_Exercise description:_ Set down all of the data that follows, keeping every character.

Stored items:
______

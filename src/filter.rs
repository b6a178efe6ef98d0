//! The record filter pipeline: a coarse recency predicate applied by the
//! store's fetch query, followed by an in-process text search over the
//! already-narrowed rows.
//!
//! The ordering is a fixed contract: the time filter narrows first (as a SQL
//! predicate on `date`), then the search string narrows the fetched set.
//! Searching "coffee" with a "past week" filter never returns older coffee
//! purchases.

use serde::Deserialize;
use time::{Date, Duration, Month};

/// A coarse recency predicate over record dates.
#[derive(Debug, Clone, Copy, Default, PartialEq, Eq, Deserialize)]
#[serde(rename_all = "lowercase")]
pub enum TimeFilter {
    /// No recency restriction.
    #[default]
    All,
    /// Records dated within the past 7 days.
    Week,
    /// Records dated within the past calendar month.
    Month,
    /// Records dated within the past calendar year.
    Year,
}

impl TimeFilter {
    /// Every filter value, in the order shown in selectors.
    pub const ALL_VALUES: [TimeFilter; 4] = [
        TimeFilter::All,
        TimeFilter::Week,
        TimeFilter::Month,
        TimeFilter::Year,
    ];

    /// The value used in query strings and form submissions.
    pub fn as_query_value(self) -> &'static str {
        match self {
            TimeFilter::All => "all",
            TimeFilter::Week => "week",
            TimeFilter::Month => "month",
            TimeFilter::Year => "year",
        }
    }

    /// The label shown in the filter selector.
    pub fn label(self) -> &'static str {
        match self {
            TimeFilter::All => "All time",
            TimeFilter::Week => "Past week",
            TimeFilter::Month => "Past month",
            TimeFilter::Year => "Past year",
        }
    }

    /// The cutoff date for this filter: records with `date >= cutoff` pass.
    ///
    /// Returns `None` for [TimeFilter::All], meaning no date restriction.
    pub fn cutoff(self, today: Date) -> Option<Date> {
        match self {
            TimeFilter::All => None,
            TimeFilter::Week => Some(today - Duration::days(7)),
            TimeFilter::Month => Some(months_before(today, 1)),
            TimeFilter::Year => Some(years_before(today, 1)),
        }
    }
}

/// The filter parameters applied to a record fetch.
#[derive(Debug, Clone, Default, PartialEq)]
pub struct RecordFilter {
    /// The recency predicate, applied by the store's SQL query.
    pub time: TimeFilter,
    /// A free-text query matched against description and category after the
    /// time-filtered rows are fetched.
    pub search: Option<String>,
}

impl RecordFilter {
    /// A filter that lets every record through.
    pub fn none() -> Self {
        Self::default()
    }

    /// A filter with only a recency predicate.
    pub fn time(time: TimeFilter) -> Self {
        Self { time, search: None }
    }
}

/// The query string sent by the list pages' filter bar.
#[derive(Debug, Default, Deserialize)]
pub struct FilterQuery {
    /// The selected time filter, defaulting to all time.
    #[serde(default)]
    pub filter: TimeFilter,
    /// The search box contents, if any.
    pub search: Option<String>,
}

impl From<FilterQuery> for RecordFilter {
    fn from(query: FilterQuery) -> Self {
        // An empty search box means no text filter at all.
        let search = query
            .search
            .filter(|search_text| !search_text.trim().is_empty());

        Self {
            time: query.filter,
            search,
        }
    }
}

/// A record that can be matched against a free-text search query.
pub trait SearchableRecord {
    /// The record's description text.
    fn description(&self) -> &str;
    /// The record's category label.
    fn category_label(&self) -> &str;
}

/// Keep the records whose description or category contains `query`,
/// case-insensitively.
///
/// This runs over rows the store has already fetched, so a time filter on the
/// fetch always narrows before the text search does.
pub fn apply_search<T: SearchableRecord>(records: Vec<T>, query: &str) -> Vec<T> {
    let query = query.to_lowercase();

    records
        .into_iter()
        .filter(|record| {
            record.description().to_lowercase().contains(&query)
                || record.category_label().to_lowercase().contains(&query)
        })
        .collect()
}

/// The date `months` calendar months before `date`, clamping the day to the
/// target month's length (e.g. 31 March - 1 month = 28 February).
pub(crate) fn months_before(date: Date, months: u32) -> Date {
    let mut year = date.year();
    let mut month_number = u8::from(date.month()) as i32 - months as i32;

    while month_number < 1 {
        month_number += 12;
        year -= 1;
    }

    let month = Month::try_from(month_number as u8).expect("month number is in 1..=12");
    let day = date.day().min(last_day_of_month(year, month));

    Date::from_calendar_date(year, month, day).expect("clamped day is valid for the month")
}

/// The date `years` calendar years before `date`, clamping 29 February to 28
/// February in non-leap years.
pub(crate) fn years_before(date: Date, years: i32) -> Date {
    let year = date.year() - years;
    let day = date.day().min(last_day_of_month(year, date.month()));

    Date::from_calendar_date(year, date.month(), day).expect("clamped day is valid for the month")
}

pub(crate) fn last_day_of_month(year: i32, month: Month) -> u8 {
    match month {
        Month::January
        | Month::March
        | Month::May
        | Month::July
        | Month::August
        | Month::October
        | Month::December => 31,
        Month::April | Month::June | Month::September | Month::November => 30,
        Month::February => {
            if is_leap_year(year) {
                29
            } else {
                28
            }
        }
    }
}

fn is_leap_year(year: i32) -> bool {
    (year % 4 == 0 && year % 100 != 0) || (year % 400 == 0)
}

#[cfg(test)]
mod time_filter_tests {
    use time::macros::date;

    use super::TimeFilter;

    #[test]
    fn all_has_no_cutoff() {
        assert_eq!(TimeFilter::All.cutoff(date!(2024 - 06 - 15)), None);
    }

    #[test]
    fn week_cutoff_is_seven_days_back() {
        assert_eq!(
            TimeFilter::Week.cutoff(date!(2024 - 06 - 15)),
            Some(date!(2024 - 06 - 08))
        );
    }

    #[test]
    fn week_cutoff_crosses_month_boundary() {
        assert_eq!(
            TimeFilter::Week.cutoff(date!(2024 - 03 - 03)),
            Some(date!(2024 - 02 - 25))
        );
    }

    #[test]
    fn month_cutoff_is_one_month_back() {
        assert_eq!(
            TimeFilter::Month.cutoff(date!(2024 - 06 - 15)),
            Some(date!(2024 - 05 - 15))
        );
    }

    #[test]
    fn month_cutoff_clamps_day() {
        // 31 March minus one month lands in February, which is shorter.
        assert_eq!(
            TimeFilter::Month.cutoff(date!(2024 - 03 - 31)),
            Some(date!(2024 - 02 - 29))
        );
        assert_eq!(
            TimeFilter::Month.cutoff(date!(2023 - 03 - 31)),
            Some(date!(2023 - 02 - 28))
        );
    }

    #[test]
    fn month_cutoff_crosses_year_boundary() {
        assert_eq!(
            TimeFilter::Month.cutoff(date!(2024 - 01 - 15)),
            Some(date!(2023 - 12 - 15))
        );
    }

    #[test]
    fn year_cutoff_is_one_year_back() {
        assert_eq!(
            TimeFilter::Year.cutoff(date!(2024 - 06 - 15)),
            Some(date!(2023 - 06 - 15))
        );
    }

    #[test]
    fn year_cutoff_clamps_leap_day() {
        assert_eq!(
            TimeFilter::Year.cutoff(date!(2024 - 02 - 29)),
            Some(date!(2023 - 02 - 28))
        );
    }
}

______

_Response box:_
filename src/filter.rs
repository b6a178efe6ef98d0
//! The record filter pipeline: a coarse recency predicate applied by the
//! store's fetch query, followed by an in-process text search over the
//! already-narrowed rows.
//!
//! The ordering is a fixed contract: the time filter narrows first (as a SQL
//! predicate on `date`), then the search string narrows the fetched set.
//! Searching "coffee" with a "past week" filter never returns older coffee
//! purchases.

use serde::Deserialize;
use time::{Date, Duration, Month};

/// A coarse recency predicate over record dates.
#[derive(Debug, Clone, Copy, Default, PartialEq, Eq, Deserialize)]
#[serde(rename_all = "lowercase")]
pub enum TimeFilter {
    /// No recency restriction.
    #[default]
    All,
    /// Records dated within the past 7 days.
    Week,
    /// Records dated within the past calendar month.
    Month,
    /// Records dated within the past calendar year.
    Year,
}

impl TimeFilter {
    /// Every filter value, in the order shown in selectors.
    pub const ALL_VALUES: [TimeFilter; 4] = [
        TimeFilter::All,
        TimeFilter::Week,
        TimeFilter::Month,
        TimeFilter::Year,
    ];

    /// The value used in query strings and form submissions.
    pub fn as_query_value(self) -> &'static str {
        match self {
            TimeFilter::All => "all",
            TimeFilter::Week => "week",
            TimeFilter::Month => "month",
            TimeFilter::Year => "year",
        }
    }

    /// The label shown in the filter selector.
    pub fn label(self) -> &'static str {
        match self {
            TimeFilter::All => "All time",
            TimeFilter::Week => "Past week",
            TimeFilter::Month => "Past month",
            TimeFilter::Year => "Past year",
        }
    }

    /// The cutoff date for this filter: records with `date >= cutoff` pass.
    ///
    /// Returns `None` for [TimeFilter::All], meaning no date restriction.
    pub fn cutoff(self, today: Date) -> Option<Date> {
        match self {
            TimeFilter::All => None,
            TimeFilter::Week => Some(today - Duration::days(7)),
            TimeFilter::Month => Some(months_before(today, 1)),
            TimeFilter::Year => Some(years_before(today, 1)),
        }
    }
}

/// The filter parameters applied to a record fetch.
#[derive(Debug, Clone, Default, PartialEq)]
pub struct RecordFilter {
    /// The recency predicate, applied by the store's SQL query.
    pub time: TimeFilter,
    /// A free-text query matched against description and category after the
    /// time-filtered rows are fetched.
    pub search: Option<String>,
}

impl RecordFilter {
    /// A filter that lets every record through.
    pub fn none() -> Self {
        Self::default()
    }

    /// A filter with only a recency predicate.
    pub fn time(time: TimeFilter) -> Self {
        Self { time, search: None }
    }
}

/// The query string sent by the list pages' filter bar.
#[derive(Debug, Default, Deserialize)]
pub struct FilterQuery {
    /// The selected time filter, defaulting to all time.
    #[serde(default)]
    pub filter: TimeFilter,
    /// The search box contents, if any.
    pub search: Option<String>,
}

impl From<FilterQuery> for RecordFilter {
    fn from(query: FilterQuery) -> Self {
        // An empty search box means no text filter at all.
        let search = query
            .search
            .filter(|search_text| !search_text.trim().is_empty());

        Self {
            time: query.filter,
            search,
        }
    }
}

/// A record that can be matched against a free-text search query.
pub trait SearchableRecord {
    /// The record's description text.
    fn description(&self) -> &str;
    /// The record's category label.
    fn category_label(&self) -> &str;
}

/// Keep the records whose description or category contains `query`,
/// case-insensitively.
///
/// This runs over rows the store has already fetched, so a time filter on the
/// fetch always narrows before the text search does.
pub fn apply_search<T: SearchableRecord>(records: Vec<T>, query: &str) -> Vec<T> {
    let query = query.to_lowercase();

    records
        .into_iter()
        .filter(|record| {
            record.description().to_lowercase().contains(&query)
                || record.category_label().to_lowercase().contains(&query)
        })
        .collect()
}

/// The date `months` calendar months before `date`, clamping the day to the
/// target month's length (e.g. 31 March - 1 month = 28 February).
pub(crate) fn months_before(date: Date, months: u32) -> Date {
    let mut year = date.year();
    let mut month_number = u8::from(date.month()) as i32 - months as i32;

    while month_number < 1 {
        month_number += 12;
        year -= 1;
    }

    let month = Month::try_from(month_number as u8).expect("month number is in 1..=12");
    let day = date.day().min(last_day_of_month(year, month));

    Date::from_calendar_date(year, month, day).expect("clamped day is valid for the month")
}

/// The date `years` calendar years before `date`, clamping 29 February to 28
/// February in non-leap years.
pub(crate) fn years_before(date: Date, years: i32) -> Date {
    let year = date.year() - years;
    let day = date.day().min(last_day_of_month(year, date.month()));

    Date::from_calendar_date(year, date.month(), day).expect("clamped day is valid for the month")
}

pub(crate) fn last_day_of_month(year: i32, month: Month) -> u8 {
    match month {
        Month::January
        | Month::March
        | Month::May
        | Month::July
        | Month::August
        | Month::October
        | Month::December => 31,
        Month::April | Month::June | Month::September | Month::November => 30,
        Month::February => {
            if is_leap_year(year) {
                29
            } else {
                28
            }
        }
    }
}

fn is_leap_year(year: i32) -> bool {
    (year % 4 == 0 && year % 100 != 0) || (year % 400 == 0)
}

#[cfg(test)]
mod time_filter_tests {
    use time::macros::date;

    use super::TimeFilter;

    #[test]
    fn all_has_no_cutoff() {
        assert_eq!(TimeFilter::All.cutoff(date!(2024 - 06 - 15)), None);
    }

    #[test]
    fn week_cutoff_is_seven_days_back() {
        assert_eq!(
            TimeFilter::Week.cutoff(date!(2024 - 06 - 15)),
            Some(date!(2024 - 06 - 08))
        );
    }

    #[test]
    fn week_cutoff_crosses_month_boundary() {
        assert_eq!(
            TimeFilter::Week.cutoff(date!(2024 - 03 - 03)),
            Some(date!(2024 - 02 - 25))
        );
    }

    #[test]
    fn month_cutoff_is_one_month_back() {
        assert_eq!(
            TimeFilter::Month.cutoff(date!(2024 - 06 - 15)),
            Some(date!(2024 - 05 - 15))
        );
    }

    #[test]
    fn month_cutoff_clamps_day() {
        // 31 March minus one month lands in February, which is shorter.
        assert_eq!(
            TimeFilter::Month.cutoff(date!(2024 - 03 - 31)),
            Some(date!(2024 - 02 - 29))
        );
        assert_eq!(
            TimeFilter::Month.cutoff(date!(2023 - 03 - 31)),
            Some(date!(2023 - 02 - 28))
        );
    }

    #[test]
    fn month_cutoff_crosses_year_boundary() {
        assert_eq!(
            TimeFilter::Month.cutoff(date!(2024 - 01 - 15)),
            Some(date!(2023 - 12 - 15))
        );
    }

    #[test]
    fn year_cutoff_is_one_year_back() {
        assert_eq!(
            TimeFilter::Year.cutoff(date!(2024 - 06 - 15)),
            Some(date!(2023 - 06 - 15))
        );
    }

    #[test]
    fn year_cutoff_clamps_leap_day() {
        assert_eq!(
            TimeFilter::Year.cutoff(date!(2024 - 02 - 29)),
            Some(date!(2023 - 02 - 28))
        );
    }
}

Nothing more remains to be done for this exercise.